▶ **Requirement**: The response should be the lines of the data, starting at the first and ending at the one that contains "are marked #[serial]", copied without change.

(Stored data)
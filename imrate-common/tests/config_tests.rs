//! Tests for configuration resolution
//!
//! Note: Uses serial_test to prevent ENV variable race conditions. Tests
//! that manipulate IMRATE_IMAGES_DIR or IMRATE_PORT are marked #[serial]
//! so they run sequentially, not in parallel.

use std::env;
use std::path::{Path, PathBuf};

use serial_test::serial;

use imrate_common::config::{
    self, TomlConfig, DEFAULT_IMAGES_DIR, DEFAULT_PORT, IMAGES_DIR_ENV, PORT_ENV,
};

#[test]
#[serial]
fn test_cli_argument_wins_over_env() {
    env::set_var(IMAGES_DIR_ENV, "/tmp/imrate-env-images");

    let resolved = config::resolve_images_dir(Some(Path::new("/tmp/imrate-cli-images")));
    assert_eq!(resolved, PathBuf::from("/tmp/imrate-cli-images"));

    env::remove_var(IMAGES_DIR_ENV);
}

#[test]
#[serial]
fn test_env_variable_used_without_cli() {
    env::set_var(IMAGES_DIR_ENV, "/tmp/imrate-env-images");

    let resolved = config::resolve_images_dir(None);
    assert_eq!(resolved, PathBuf::from("/tmp/imrate-env-images"));

    env::remove_var(IMAGES_DIR_ENV);
}

#[test]
#[serial]
fn test_empty_env_variable_is_ignored() {
    env::set_var(IMAGES_DIR_ENV, "");

    let resolved = config::resolve_images_dir(None);
    assert_eq!(resolved, PathBuf::from(DEFAULT_IMAGES_DIR));

    env::remove_var(IMAGES_DIR_ENV);
}

#[test]
#[serial]
fn test_default_images_dir_without_overrides() {
    env::remove_var(IMAGES_DIR_ENV);

    let resolved = config::resolve_images_dir(None);
    assert_eq!(resolved, PathBuf::from(DEFAULT_IMAGES_DIR));
}

#[test]
#[serial]
fn test_port_cli_wins() {
    env::set_var(PORT_ENV, "7000");

    assert_eq!(config::resolve_port(Some(6000)), 6000);

    env::remove_var(PORT_ENV);
}

#[test]
#[serial]
fn test_port_env_variable() {
    env::set_var(PORT_ENV, "7000");

    assert_eq!(config::resolve_port(None), 7000);

    env::remove_var(PORT_ENV);
}

#[test]
#[serial]
fn test_port_env_unparseable_falls_through() {
    env::set_var(PORT_ENV, "not-a-port");

    assert_eq!(config::resolve_port(None), DEFAULT_PORT);

    env::remove_var(PORT_ENV);
}

#[test]
#[serial]
fn test_default_port_without_overrides() {
    env::remove_var(PORT_ENV);

    assert_eq!(config::resolve_port(None), DEFAULT_PORT);
}

#[test]
fn test_toml_config_parses_known_keys() {
    let config: TomlConfig =
        toml::from_str("images_dir = \"/srv/study/images\"\nport = 5999\n").unwrap();
    assert_eq!(config.images_dir, Some(PathBuf::from("/srv/study/images")));
    assert_eq!(config.port, Some(5999));
}

#[test]
fn test_toml_config_all_keys_optional() {
    let config: TomlConfig = toml::from_str("").unwrap();
    assert!(config.images_dir.is_none());
    assert!(config.port.is_none());
}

▶ **Response**:
filename imrate-common/tests/config_tests.rs
//! Tests for configuration resolution
//!
//! Note: Uses serial_test to prevent ENV variable race conditions. Tests
//! that manipulate IMRATE_IMAGES_DIR or IMRATE_PORT are marked #[serial]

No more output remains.